* **What this task involves**
In the material below, find each line holding the string "there" and copy it.
=====
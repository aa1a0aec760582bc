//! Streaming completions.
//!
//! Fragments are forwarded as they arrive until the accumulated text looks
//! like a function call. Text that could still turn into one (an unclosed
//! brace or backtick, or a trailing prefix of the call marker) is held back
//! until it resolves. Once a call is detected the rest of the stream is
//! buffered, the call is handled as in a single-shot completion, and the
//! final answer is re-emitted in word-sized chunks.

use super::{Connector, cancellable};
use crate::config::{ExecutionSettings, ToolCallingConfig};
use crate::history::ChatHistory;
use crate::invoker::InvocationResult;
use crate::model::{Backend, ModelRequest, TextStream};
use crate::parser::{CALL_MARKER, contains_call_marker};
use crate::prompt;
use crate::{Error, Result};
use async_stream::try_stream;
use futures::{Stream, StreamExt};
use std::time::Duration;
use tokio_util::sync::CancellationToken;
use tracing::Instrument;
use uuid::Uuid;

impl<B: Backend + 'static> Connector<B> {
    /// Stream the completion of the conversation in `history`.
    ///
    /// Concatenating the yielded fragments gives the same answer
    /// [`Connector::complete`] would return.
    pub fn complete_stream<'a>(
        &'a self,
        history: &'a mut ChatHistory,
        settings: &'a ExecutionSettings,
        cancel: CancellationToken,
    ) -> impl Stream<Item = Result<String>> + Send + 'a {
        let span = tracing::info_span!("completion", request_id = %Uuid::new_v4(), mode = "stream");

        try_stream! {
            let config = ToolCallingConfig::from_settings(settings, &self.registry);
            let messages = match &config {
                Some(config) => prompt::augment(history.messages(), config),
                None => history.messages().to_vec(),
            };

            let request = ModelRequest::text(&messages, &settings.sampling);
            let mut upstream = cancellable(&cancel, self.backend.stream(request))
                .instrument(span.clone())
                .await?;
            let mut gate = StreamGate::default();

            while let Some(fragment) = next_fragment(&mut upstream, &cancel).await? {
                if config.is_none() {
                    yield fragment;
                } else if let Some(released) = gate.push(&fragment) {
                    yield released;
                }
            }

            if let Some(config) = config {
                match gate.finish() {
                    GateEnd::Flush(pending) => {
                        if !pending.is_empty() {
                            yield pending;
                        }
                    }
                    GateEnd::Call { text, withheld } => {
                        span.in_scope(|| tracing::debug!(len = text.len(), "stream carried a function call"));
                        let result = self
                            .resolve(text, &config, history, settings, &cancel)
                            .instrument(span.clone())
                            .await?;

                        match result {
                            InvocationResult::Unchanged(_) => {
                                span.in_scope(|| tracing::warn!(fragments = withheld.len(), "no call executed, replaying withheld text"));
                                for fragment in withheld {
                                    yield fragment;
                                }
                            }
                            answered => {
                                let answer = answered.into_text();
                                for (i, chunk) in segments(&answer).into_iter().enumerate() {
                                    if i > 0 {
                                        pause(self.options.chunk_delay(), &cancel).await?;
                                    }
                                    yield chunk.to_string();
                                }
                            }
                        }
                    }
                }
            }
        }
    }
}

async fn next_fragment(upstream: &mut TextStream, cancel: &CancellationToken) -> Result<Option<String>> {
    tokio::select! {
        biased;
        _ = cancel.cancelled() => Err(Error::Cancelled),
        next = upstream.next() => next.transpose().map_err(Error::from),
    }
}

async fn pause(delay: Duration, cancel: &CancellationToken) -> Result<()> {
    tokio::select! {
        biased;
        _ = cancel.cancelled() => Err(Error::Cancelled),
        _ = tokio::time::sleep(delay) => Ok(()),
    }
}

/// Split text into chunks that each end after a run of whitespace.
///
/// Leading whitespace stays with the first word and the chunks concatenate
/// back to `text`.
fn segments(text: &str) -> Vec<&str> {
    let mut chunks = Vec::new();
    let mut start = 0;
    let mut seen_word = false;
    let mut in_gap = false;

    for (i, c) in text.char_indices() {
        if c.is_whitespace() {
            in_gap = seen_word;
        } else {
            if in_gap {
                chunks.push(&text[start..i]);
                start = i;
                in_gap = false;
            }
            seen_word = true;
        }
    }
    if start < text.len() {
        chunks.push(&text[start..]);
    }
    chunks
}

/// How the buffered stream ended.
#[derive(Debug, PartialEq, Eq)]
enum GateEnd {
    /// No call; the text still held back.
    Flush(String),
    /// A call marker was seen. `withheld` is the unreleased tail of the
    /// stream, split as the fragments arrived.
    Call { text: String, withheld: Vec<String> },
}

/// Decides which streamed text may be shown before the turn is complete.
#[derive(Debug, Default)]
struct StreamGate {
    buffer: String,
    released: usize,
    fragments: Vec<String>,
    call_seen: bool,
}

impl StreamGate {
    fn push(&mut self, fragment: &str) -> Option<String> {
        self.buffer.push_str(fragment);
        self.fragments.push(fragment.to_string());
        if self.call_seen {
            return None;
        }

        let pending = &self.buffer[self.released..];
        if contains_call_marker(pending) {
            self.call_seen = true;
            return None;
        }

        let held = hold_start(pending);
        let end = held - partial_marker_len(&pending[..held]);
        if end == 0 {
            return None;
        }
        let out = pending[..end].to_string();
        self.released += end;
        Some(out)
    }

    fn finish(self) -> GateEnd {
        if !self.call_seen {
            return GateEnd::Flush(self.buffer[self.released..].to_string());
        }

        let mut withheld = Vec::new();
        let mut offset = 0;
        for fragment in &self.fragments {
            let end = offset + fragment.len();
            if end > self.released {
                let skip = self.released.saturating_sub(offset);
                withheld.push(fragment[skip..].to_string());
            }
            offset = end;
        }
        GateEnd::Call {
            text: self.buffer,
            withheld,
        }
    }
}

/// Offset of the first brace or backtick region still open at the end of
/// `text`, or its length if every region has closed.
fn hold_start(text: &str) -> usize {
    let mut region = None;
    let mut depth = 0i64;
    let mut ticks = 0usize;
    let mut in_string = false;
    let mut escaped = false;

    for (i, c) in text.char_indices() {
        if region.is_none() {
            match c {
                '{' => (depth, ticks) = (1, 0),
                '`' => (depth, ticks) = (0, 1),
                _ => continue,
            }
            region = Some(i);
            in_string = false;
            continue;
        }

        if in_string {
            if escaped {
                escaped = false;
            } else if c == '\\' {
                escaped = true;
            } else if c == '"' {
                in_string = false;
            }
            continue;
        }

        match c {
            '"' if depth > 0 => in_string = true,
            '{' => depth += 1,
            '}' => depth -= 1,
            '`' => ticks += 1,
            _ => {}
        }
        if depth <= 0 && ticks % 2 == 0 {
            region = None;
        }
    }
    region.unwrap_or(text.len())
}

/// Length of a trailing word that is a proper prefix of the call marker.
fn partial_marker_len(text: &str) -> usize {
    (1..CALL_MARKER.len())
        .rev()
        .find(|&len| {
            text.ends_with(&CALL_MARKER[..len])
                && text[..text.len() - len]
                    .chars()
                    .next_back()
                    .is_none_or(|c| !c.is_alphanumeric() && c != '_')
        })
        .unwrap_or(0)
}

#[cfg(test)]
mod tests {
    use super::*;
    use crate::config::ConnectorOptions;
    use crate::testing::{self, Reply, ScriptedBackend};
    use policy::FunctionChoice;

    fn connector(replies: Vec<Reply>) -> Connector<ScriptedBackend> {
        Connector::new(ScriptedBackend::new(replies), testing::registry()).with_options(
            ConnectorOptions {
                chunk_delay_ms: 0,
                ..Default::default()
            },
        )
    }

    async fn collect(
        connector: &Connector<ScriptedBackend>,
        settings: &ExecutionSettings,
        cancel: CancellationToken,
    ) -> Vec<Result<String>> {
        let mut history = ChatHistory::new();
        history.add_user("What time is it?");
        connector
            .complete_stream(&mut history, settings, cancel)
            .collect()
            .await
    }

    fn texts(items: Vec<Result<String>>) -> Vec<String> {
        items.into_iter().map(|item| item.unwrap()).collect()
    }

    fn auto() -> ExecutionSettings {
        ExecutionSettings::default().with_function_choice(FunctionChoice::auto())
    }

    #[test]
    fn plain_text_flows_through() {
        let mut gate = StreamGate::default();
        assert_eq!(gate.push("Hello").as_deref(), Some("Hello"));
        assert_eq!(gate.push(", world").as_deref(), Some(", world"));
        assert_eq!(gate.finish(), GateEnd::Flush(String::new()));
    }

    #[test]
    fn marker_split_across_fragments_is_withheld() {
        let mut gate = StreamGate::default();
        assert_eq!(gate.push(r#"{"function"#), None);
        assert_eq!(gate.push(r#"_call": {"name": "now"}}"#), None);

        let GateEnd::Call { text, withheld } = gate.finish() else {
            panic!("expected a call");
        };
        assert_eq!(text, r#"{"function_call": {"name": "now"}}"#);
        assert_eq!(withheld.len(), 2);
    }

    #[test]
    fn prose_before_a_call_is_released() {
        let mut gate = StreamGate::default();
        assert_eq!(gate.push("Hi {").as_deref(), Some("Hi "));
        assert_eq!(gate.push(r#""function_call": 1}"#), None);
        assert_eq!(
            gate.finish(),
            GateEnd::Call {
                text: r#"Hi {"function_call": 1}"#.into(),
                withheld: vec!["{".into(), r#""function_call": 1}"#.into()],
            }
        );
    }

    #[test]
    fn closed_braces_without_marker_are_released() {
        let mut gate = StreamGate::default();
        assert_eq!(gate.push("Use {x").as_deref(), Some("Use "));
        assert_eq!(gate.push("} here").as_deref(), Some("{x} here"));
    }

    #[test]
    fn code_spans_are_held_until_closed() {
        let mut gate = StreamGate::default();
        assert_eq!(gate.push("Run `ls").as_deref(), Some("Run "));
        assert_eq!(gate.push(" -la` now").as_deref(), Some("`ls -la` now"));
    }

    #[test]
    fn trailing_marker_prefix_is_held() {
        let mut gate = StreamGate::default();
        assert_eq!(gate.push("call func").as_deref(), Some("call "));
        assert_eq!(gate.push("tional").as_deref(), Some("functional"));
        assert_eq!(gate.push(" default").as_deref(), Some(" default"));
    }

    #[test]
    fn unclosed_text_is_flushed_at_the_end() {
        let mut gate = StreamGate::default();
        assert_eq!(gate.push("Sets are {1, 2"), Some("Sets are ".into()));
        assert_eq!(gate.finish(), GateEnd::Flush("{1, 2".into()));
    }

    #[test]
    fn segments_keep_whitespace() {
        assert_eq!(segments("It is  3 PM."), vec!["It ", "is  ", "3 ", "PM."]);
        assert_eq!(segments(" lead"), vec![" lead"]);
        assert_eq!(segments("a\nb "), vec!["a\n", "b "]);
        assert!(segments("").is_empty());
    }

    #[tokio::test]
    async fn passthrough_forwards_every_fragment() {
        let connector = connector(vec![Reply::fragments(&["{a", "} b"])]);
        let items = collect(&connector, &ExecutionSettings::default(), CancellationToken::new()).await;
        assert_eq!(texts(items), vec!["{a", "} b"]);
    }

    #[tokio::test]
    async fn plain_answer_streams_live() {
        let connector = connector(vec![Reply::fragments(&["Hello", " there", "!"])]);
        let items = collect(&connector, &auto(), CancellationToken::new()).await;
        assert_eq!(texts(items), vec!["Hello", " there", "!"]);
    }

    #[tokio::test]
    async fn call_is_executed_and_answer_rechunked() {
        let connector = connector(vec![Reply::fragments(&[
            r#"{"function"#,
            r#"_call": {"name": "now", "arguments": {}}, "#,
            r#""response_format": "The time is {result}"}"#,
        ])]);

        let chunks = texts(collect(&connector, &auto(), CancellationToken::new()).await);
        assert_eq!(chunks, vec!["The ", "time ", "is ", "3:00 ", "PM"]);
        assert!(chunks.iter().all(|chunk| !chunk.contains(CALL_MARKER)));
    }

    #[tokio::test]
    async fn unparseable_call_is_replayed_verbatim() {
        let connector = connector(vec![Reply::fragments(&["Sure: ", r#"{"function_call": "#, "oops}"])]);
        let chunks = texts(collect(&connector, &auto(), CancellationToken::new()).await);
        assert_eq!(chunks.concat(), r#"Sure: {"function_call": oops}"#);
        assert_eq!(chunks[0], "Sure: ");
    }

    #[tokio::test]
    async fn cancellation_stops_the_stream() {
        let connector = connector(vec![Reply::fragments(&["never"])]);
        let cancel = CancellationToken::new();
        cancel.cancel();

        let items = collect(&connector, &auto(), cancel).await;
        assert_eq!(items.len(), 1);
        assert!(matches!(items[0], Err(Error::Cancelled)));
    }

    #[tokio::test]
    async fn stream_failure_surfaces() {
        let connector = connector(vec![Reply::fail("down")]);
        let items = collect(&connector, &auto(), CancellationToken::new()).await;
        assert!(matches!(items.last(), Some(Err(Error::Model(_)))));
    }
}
=====
* **Reply to the task**
        let connector = connector(vec![Reply::fragments(&["Hello", " there", "!"])]);
        assert_eq!(texts(items), vec!["Hello", " there", "!"]);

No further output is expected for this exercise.